Dataset items
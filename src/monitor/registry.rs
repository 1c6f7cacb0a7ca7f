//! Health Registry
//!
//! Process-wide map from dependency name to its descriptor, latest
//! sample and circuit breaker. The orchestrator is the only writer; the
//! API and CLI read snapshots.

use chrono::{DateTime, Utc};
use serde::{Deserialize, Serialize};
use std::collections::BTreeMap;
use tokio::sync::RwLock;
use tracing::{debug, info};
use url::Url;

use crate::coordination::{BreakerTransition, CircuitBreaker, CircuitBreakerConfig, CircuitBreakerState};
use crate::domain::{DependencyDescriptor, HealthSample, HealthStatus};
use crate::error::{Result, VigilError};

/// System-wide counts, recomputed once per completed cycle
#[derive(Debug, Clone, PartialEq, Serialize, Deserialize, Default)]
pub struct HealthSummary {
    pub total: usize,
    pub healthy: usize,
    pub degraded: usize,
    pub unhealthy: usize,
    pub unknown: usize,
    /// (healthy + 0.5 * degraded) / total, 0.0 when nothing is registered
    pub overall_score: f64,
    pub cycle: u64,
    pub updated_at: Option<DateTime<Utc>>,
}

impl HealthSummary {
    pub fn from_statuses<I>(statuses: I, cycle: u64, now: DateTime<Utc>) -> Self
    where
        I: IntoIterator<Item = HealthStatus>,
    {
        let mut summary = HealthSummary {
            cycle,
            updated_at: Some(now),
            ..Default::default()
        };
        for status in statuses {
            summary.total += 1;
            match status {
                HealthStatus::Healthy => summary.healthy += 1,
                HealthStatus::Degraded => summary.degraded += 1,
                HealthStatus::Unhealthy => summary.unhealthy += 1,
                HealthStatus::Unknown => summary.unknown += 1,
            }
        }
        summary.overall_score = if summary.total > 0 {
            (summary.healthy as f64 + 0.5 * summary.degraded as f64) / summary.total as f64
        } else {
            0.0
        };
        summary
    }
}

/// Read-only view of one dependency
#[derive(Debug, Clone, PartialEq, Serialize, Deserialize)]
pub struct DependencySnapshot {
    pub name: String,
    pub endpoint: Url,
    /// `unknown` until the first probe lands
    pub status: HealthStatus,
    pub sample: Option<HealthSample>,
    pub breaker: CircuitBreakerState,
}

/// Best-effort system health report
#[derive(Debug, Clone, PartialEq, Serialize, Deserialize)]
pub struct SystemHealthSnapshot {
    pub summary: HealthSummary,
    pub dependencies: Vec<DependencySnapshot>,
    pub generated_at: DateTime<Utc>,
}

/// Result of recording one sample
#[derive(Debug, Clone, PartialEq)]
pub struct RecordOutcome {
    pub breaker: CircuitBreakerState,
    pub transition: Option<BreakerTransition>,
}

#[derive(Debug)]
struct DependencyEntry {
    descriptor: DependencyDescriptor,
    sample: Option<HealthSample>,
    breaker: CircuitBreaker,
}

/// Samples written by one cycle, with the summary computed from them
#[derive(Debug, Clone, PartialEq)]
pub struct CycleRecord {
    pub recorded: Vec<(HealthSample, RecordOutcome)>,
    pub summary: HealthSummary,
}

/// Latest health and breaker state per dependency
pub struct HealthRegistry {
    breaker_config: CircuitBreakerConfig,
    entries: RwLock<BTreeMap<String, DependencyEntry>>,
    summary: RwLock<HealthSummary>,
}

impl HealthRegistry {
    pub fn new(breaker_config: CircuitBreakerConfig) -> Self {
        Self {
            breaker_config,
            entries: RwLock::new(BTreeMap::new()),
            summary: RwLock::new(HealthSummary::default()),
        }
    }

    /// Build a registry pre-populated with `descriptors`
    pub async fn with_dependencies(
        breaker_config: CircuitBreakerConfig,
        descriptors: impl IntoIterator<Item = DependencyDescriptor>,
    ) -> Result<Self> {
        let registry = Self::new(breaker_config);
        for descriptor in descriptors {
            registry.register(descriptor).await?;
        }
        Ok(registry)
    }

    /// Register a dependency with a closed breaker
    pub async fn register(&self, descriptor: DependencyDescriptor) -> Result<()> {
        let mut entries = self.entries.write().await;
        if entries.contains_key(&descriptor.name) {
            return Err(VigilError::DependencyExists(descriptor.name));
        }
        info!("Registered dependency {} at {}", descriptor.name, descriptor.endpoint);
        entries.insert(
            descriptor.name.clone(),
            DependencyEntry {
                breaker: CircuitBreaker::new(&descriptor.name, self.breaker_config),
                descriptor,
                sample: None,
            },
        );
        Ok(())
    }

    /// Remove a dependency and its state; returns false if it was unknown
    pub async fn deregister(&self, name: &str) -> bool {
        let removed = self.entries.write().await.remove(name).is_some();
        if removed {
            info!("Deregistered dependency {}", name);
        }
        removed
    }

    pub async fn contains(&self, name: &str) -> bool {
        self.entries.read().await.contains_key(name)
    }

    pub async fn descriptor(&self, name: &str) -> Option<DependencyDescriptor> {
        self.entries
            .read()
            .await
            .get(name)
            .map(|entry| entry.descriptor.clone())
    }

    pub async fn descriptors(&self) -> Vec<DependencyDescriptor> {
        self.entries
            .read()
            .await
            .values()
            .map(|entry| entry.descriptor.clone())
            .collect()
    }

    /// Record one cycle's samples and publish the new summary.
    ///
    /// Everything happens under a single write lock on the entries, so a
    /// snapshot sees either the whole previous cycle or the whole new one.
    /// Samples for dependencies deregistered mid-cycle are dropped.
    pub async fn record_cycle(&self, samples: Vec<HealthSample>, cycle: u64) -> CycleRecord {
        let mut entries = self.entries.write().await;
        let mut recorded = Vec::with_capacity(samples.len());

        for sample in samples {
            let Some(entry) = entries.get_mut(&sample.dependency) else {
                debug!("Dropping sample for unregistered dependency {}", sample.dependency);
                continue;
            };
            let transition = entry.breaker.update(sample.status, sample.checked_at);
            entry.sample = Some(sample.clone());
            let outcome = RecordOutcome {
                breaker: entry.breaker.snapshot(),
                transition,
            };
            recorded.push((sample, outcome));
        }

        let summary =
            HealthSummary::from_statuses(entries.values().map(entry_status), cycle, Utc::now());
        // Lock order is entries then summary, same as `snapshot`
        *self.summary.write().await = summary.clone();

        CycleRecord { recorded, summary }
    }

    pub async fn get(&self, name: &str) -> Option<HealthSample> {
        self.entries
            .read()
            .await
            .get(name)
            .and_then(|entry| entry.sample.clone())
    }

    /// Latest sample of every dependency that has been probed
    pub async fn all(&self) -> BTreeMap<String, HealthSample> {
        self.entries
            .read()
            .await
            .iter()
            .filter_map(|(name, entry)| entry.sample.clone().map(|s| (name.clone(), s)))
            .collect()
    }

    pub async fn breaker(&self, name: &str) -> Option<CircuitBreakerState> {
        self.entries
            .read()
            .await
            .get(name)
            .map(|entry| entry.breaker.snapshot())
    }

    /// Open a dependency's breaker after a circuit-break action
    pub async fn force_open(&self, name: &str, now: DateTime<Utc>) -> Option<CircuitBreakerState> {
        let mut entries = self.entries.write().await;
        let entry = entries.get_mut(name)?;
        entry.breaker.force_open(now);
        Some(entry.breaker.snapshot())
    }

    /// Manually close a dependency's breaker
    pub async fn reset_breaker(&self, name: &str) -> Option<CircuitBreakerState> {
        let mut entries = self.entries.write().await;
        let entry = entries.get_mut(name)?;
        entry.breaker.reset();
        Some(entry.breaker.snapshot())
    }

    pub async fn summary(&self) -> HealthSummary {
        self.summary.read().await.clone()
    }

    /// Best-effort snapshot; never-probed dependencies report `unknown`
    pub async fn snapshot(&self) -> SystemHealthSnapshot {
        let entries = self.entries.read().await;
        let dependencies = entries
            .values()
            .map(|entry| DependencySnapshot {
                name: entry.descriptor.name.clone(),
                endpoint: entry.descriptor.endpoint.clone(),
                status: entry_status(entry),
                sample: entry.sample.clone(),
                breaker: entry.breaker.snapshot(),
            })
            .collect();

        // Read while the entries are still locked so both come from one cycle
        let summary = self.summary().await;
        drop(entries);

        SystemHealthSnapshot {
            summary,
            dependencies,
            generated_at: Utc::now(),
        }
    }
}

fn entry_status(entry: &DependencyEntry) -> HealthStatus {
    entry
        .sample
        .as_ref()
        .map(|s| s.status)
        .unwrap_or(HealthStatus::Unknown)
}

==

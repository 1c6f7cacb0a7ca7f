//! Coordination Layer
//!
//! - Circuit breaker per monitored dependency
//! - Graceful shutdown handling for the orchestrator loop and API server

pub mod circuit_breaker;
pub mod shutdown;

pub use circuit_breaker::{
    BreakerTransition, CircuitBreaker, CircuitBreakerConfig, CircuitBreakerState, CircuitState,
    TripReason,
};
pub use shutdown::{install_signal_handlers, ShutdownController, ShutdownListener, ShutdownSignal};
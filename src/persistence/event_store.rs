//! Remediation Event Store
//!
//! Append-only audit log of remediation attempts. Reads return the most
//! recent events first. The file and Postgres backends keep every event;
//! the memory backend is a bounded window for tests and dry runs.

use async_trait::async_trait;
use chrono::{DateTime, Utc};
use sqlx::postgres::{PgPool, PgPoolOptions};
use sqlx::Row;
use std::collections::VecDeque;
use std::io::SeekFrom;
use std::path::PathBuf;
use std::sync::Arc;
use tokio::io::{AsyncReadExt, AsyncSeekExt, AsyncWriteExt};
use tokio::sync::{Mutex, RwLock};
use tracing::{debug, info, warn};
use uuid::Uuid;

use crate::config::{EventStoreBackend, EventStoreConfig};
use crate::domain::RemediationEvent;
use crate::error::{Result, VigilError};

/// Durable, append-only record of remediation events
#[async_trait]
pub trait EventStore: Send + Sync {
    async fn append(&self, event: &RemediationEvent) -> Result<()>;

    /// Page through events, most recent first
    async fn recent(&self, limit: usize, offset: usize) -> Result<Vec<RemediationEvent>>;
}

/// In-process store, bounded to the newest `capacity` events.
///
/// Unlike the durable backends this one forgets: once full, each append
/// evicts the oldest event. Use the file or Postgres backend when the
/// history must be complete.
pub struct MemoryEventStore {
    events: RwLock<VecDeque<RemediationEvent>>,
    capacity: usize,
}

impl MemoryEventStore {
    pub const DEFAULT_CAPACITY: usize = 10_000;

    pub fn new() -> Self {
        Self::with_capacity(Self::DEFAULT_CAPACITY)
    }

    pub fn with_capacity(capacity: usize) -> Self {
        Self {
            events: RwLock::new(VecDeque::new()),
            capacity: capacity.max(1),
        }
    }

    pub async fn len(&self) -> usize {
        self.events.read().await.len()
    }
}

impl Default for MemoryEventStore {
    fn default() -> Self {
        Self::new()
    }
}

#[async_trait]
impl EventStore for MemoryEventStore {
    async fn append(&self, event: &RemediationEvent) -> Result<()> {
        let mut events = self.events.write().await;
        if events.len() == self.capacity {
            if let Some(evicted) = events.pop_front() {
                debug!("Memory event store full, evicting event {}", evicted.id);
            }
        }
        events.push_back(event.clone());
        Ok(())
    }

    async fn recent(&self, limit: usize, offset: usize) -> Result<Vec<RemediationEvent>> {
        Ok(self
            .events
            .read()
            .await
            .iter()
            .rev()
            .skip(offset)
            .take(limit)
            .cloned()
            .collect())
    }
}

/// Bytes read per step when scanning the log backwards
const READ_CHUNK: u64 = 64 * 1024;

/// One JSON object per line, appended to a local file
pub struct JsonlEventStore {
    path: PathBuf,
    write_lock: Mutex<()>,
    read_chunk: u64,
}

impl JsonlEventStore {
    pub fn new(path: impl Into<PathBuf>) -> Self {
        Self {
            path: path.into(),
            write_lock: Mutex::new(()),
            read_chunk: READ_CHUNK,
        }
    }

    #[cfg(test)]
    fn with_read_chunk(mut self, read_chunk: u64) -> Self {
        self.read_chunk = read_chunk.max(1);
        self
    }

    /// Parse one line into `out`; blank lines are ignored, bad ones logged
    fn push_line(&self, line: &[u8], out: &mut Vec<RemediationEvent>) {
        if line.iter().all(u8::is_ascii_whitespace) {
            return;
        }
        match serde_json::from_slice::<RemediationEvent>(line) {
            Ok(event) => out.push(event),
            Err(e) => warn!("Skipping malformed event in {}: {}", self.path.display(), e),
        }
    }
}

The task: Working down the entries above, count each line in which "report" occurs, and state only the resulting number.

Response below: 2